§ **What is required**: In the listing below, write out exactly each line from the first through the one containing "use crate::config::ApiConfig;".

§ **Entries shown**:
#####
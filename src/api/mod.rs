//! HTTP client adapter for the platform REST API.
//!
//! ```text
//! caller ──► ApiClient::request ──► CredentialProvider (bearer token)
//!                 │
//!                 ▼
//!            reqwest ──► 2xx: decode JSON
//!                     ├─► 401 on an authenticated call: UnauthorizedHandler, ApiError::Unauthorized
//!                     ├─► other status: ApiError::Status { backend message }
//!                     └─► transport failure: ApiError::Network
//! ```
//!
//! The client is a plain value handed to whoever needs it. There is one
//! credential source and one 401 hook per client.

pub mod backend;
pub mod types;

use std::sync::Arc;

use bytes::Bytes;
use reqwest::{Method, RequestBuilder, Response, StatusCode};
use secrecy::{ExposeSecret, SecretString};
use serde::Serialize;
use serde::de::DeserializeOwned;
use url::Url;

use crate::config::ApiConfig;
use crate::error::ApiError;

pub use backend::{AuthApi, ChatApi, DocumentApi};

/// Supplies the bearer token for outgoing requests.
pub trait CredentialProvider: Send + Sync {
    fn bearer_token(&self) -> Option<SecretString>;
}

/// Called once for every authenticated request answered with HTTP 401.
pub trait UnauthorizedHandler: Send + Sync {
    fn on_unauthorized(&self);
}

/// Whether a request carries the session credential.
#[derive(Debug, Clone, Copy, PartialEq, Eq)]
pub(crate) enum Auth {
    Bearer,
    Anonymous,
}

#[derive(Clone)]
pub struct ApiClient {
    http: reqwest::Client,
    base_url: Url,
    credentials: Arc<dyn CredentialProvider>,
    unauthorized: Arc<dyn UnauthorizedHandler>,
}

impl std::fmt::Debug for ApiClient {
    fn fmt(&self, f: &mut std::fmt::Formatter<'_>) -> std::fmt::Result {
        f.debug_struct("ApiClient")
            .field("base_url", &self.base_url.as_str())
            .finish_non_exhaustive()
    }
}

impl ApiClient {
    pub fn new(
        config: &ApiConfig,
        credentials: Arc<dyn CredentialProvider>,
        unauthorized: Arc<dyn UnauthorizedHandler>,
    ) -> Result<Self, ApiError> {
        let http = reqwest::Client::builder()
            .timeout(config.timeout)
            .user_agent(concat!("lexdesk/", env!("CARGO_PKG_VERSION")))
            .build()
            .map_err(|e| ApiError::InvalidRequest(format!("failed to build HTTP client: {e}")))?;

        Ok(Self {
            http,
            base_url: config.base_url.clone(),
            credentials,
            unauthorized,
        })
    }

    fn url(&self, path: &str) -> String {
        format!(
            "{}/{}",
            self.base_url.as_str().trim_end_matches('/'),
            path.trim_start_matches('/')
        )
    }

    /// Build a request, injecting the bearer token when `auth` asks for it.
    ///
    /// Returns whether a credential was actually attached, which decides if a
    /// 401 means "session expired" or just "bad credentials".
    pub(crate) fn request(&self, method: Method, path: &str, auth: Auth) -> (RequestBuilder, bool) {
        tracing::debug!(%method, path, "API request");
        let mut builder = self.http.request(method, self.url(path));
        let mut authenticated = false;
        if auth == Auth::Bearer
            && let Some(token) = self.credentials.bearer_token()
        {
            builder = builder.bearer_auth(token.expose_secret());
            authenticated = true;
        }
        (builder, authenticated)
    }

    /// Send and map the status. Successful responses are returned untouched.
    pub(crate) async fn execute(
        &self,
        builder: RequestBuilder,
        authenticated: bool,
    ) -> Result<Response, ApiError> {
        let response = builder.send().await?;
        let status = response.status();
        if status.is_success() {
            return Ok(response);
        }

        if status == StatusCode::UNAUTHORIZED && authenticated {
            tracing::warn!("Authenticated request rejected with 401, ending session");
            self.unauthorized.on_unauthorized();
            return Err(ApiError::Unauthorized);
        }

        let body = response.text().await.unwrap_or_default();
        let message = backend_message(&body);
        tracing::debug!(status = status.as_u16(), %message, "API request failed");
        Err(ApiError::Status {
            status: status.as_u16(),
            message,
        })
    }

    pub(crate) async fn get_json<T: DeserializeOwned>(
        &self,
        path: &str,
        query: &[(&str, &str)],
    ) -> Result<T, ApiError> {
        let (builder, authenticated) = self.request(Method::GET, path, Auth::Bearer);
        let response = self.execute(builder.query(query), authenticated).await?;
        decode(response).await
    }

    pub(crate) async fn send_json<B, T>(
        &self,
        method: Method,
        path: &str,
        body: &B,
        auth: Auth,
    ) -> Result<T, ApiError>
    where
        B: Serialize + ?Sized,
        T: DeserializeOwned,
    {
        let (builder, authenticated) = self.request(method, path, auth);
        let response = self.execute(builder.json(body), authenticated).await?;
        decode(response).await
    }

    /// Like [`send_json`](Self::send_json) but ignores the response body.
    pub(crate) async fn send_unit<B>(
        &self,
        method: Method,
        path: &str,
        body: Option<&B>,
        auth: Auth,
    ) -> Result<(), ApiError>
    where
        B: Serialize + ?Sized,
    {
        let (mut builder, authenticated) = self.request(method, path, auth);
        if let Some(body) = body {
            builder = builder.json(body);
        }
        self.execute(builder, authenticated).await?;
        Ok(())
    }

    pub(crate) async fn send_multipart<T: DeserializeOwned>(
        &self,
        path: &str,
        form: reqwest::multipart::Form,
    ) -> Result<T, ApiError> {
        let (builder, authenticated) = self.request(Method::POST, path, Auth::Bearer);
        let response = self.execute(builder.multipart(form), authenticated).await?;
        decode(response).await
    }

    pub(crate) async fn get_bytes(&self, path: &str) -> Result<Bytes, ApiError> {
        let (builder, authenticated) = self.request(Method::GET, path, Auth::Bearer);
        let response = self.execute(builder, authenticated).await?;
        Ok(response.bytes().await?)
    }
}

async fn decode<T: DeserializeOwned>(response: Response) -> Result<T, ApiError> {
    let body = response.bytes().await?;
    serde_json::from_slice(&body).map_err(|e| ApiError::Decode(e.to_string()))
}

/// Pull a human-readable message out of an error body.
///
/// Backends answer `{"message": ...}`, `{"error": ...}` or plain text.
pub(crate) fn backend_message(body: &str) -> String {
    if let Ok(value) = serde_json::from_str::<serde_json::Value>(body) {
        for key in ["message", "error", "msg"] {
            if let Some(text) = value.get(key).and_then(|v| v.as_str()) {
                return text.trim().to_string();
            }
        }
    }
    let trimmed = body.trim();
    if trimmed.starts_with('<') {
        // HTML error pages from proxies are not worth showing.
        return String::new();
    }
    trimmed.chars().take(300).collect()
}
#####
§ **Response**:
filename src/api/mod.rs
//! HTTP client adapter for the platform REST API.
//!
//! ```text
//! caller ──► ApiClient::request ──► CredentialProvider (bearer token)
//!                 │
//!                 ▼
//!            reqwest ──► 2xx: decode JSON
//!                     ├─► 401 on an authenticated call: UnauthorizedHandler, ApiError::Unauthorized
//!                     ├─► other status: ApiError::Status { backend message }
//!                     └─► transport failure: ApiError::Network
//! ```
//!
//! The client is a plain value handed to whoever needs it. There is one
//! credential source and one 401 hook per client.

pub mod backend;
pub mod types;

use std::sync::Arc;

use bytes::Bytes;
use reqwest::{Method, RequestBuilder, Response, StatusCode};
use secrecy::{ExposeSecret, SecretString};
use serde::Serialize;
use serde::de::DeserializeOwned;
use url::Url;

use crate::config::ApiConfig;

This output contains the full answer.